Collected data entries:
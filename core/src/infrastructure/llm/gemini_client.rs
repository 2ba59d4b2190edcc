use base64::{Engine as _, engine::general_purpose};
use reqwest::Client;
use serde::{Deserialize, Serialize};

use crate::domain::{
    common::entities::app_errors::CoreError,
    receipt_analysis::{ports::LlmClient, value_objects::ReceiptImage},
};
use crate::infrastructure::llm::classify_status;

#[derive(Debug, Clone)]
pub struct GeminiLlmClient {
    api_key: Option<String>,
    model_name: String,
    client: Client,
}

#[derive(Debug, Serialize)]
struct GeminiRequest {
    contents: Vec<Content>,
    #[serde(skip_serializing_if = "Option::is_none")]
    generation_config: Option<GenerationConfig>,
}

#[derive(Debug, Serialize)]
struct Content {
    parts: Vec<Part>,
}

#[derive(Debug, Serialize)]
#[serde(untagged)]
enum Part {
    Text { text: String },
    InlineData { inline_data: InlineData },
}

#[derive(Debug, Serialize)]
struct InlineData {
    mime_type: String,
    data: String,
}

#[derive(Debug, Serialize)]
struct GenerationConfig {
    response_mime_type: String,
    response_schema: serde_json::Value,
}

#[derive(Debug, Deserialize)]
struct GeminiResponse {
    candidates: Vec<Candidate>,
}

#[derive(Debug, Deserialize)]
struct Candidate {
    content: ContentResponse,
}

#[derive(Debug, Deserialize)]
struct ContentResponse {
    parts: Vec<PartResponse>,
}

#[derive(Debug, Deserialize)]
struct PartResponse {
    text: String,
}

impl GeminiLlmClient {
    pub fn new(api_key: Option<String>, model_name: String) -> Self {
        Self {
            api_key,
            model_name,
            client: Client::new(),
        }
    }

    async fn call_gemini_api(&self, request: GeminiRequest) -> Result<String, CoreError> {
        let api_key = self.api_key.as_deref().ok_or(CoreError::ProviderAuthMissing)?;

        let url = format!(
            "https://generativelanguage.googleapis.com/v1beta/models/{}:generateContent?key={}",
            self.model_name, api_key
        );

        let response = self
            .client
            .post(&url)
            .json(&request)
            .send()
            .await
            .map_err(|e| {
                tracing::error!("Gemini API request failed: {}", e);
                CoreError::ProviderUnavailable(format!("LLM API error: {}", e))
            })?;

        let status = response.status();
        if !status.is_success() {
            let error_text = response.text().await.unwrap_or_default();
            tracing::error!("Gemini API error: {} - {}", status, error_text);
            return Err(classify_status(status, error_text));
        }

        let gemini_response: GeminiResponse = response.json().await.map_err(|e| {
            tracing::error!("Failed to parse Gemini response: {}", e);
            CoreError::ProviderCallFailed(format!("Failed to parse LLM response: {}", e))
        })?;

        gemini_response
            .candidates
            .first()
            .and_then(|c| c.content.parts.first())
            .map(|p| p.text.clone())
            .ok_or_else(|| CoreError::ProviderCallFailed("No response from LLM".to_string()))
    }
}

impl LlmClient for GeminiLlmClient {
    async fn generate_with_image(
        &self,
        prompt: String,
        image: ReceiptImage,
        response_schema: serde_json::Value,
    ) -> Result<String, CoreError> {
        let base64_image = general_purpose::STANDARD.encode(&image.data);

        let request = GeminiRequest {
            contents: vec![Content {
                parts: vec![
                    Part::Text { text: prompt },
                    Part::InlineData {
                        inline_data: InlineData {
                            mime_type: image.mime.as_str().to_string(),
                            data: base64_image,
                        },
                    },
                ],
            }],
            generation_config: Some(GenerationConfig {
                response_mime_type: "application/json".to_string(),
                response_schema,
            }),
        };

        self.call_gemini_api(request).await
    }
}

WORK INSTRUCTIONS: Copy each line of the records that has "tracing" in it.

RESPONSE TO THIS TASK:
                tracing::error!("Gemini API request failed: {}", e);
            tracing::error!("Gemini API error: {} - {}", status, error_text);
            tracing::error!("Failed to parse Gemini response: {}", e);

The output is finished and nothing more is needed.